[Python-3000] Use cases for type annotations?

Guido van Rossum guido at python.org
Sat May 20 16:41:55 CEST 2006


On 5/19/06, Marcin 'Qrczak' Kowalczyk <qrczak at knm.org.pl> wrote:
> "Steven Bethard" <steven.bethard at gmail.com> writes:
>
> > Which brings me to my comment about the current discussion.  Can't we
> > drop the syntax discussion for a while and have someone motivate it
> > with some use-cases first?

Read my blogs (over a year old) on the topic. I believe Collin
references them regularly in these threads.

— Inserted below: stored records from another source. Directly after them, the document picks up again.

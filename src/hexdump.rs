//! Canonical hex+ASCII rendering of a byte range.
//!
//! Rows of sixteen bytes: a 7-digit hex address, the byte values in hex with a
//! visual gap after the eighth, and an ASCII sidebar between pipes. The final
//! partial row is padded so the sidebar stays at the same column.

/// Sidebar character for a byte: printable ASCII as itself, everything else `.`.
pub fn ascii_char(byte: u8) -> char {
    if (32..=126).contains(&byte) {
        byte as char
    } else {
        '.'
    }
}

/// Renders `bytes` as canonical hex rows, labelling the first byte with
/// `address` and counting up from there. Produces one `\n`-terminated row per
/// sixteen bytes (or part thereof); an empty input renders as an empty string.
pub fn render_canonical(bytes: &[u8], address: u64) -> String {
    let mut out = String::new();
    let mut ascii_line = String::new();
    let mut row = 0;
    let mut addr = address;

    for &byte in bytes {
        if row == 0 {
            out.push_str(&format!("{:07x}  ", addr));
        }
        out.push_str(&format!("{:02x} ", byte));
        ascii_line.push(ascii_char(byte));
        row += 1;
        if row == 8 {
            out.push(' ');
        }
        if row == 16 {
            out.push_str(&format!(" |{}|\n", ascii_line));
            ascii_line.clear();
            row = 0;
        }
        addr += 1;
    }

    // Pad a trailing partial row so the sidebar column still aligns.
    if row != 0 {
        for _ in row..16 {
            out.push_str("   ");
        }
        if row < 8 {
            out.push(' ');
        }
        out.push_str(&format!(" |{}|\n", ascii_line));
    }

    out
}
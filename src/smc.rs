//! SMC copier header detection.
//!
//! Some third-party copier hardware prepends an extra header to ROM dumps.
//! There is no magic signature; the header size is the file length modulo 1024.
//! A result of 0 means no copier header. Any other value is used verbatim as a
//! byte offset, even when it is not the conventional 512.

/// Returns the size in bytes of the copier header for a file of `file_len` bytes.
pub fn smc_offset(file_len: u64) -> u64 {
    file_len % 1024
}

> > Sure, I can figure out what ``dict[str,
> > str|int]`` means, but I still have no idea what you'd gain by
> > declaring a parameter to have such a type.  Should it add checks every
> > time __getitem__ or __setitem__ is called?
>
> Indeed. And if passes through a variable with a declared type multiple
> times in a loop, would it accumulate multiple checking layers?
>
> If "mapping" is substituted for "dict", is it wrapped while preserving
> the class? How?
>
> IMHO any type checking which would require wrapping in a checking
> layer makes no sense; besides the risk of accumulating checking
> layers, it doesn't detect type violation at the time of the check
> anyway.

We're way ahead of you two. The annotations are meant as
documentation, for tools like pychecker, and (perhaps, with suitable
decorators) for things like adaptation. While some participants in
this thread have written systems that actually (dynamically) verify
that arguments passed in match the type specs, the intent is *not*
that that will be a standard feature. Nor is it intended to cause
optimized bytecode to be written.

It's all in the blogs.

-- 
--Guido van Rossum (home page: http://www.python.org/~guido/)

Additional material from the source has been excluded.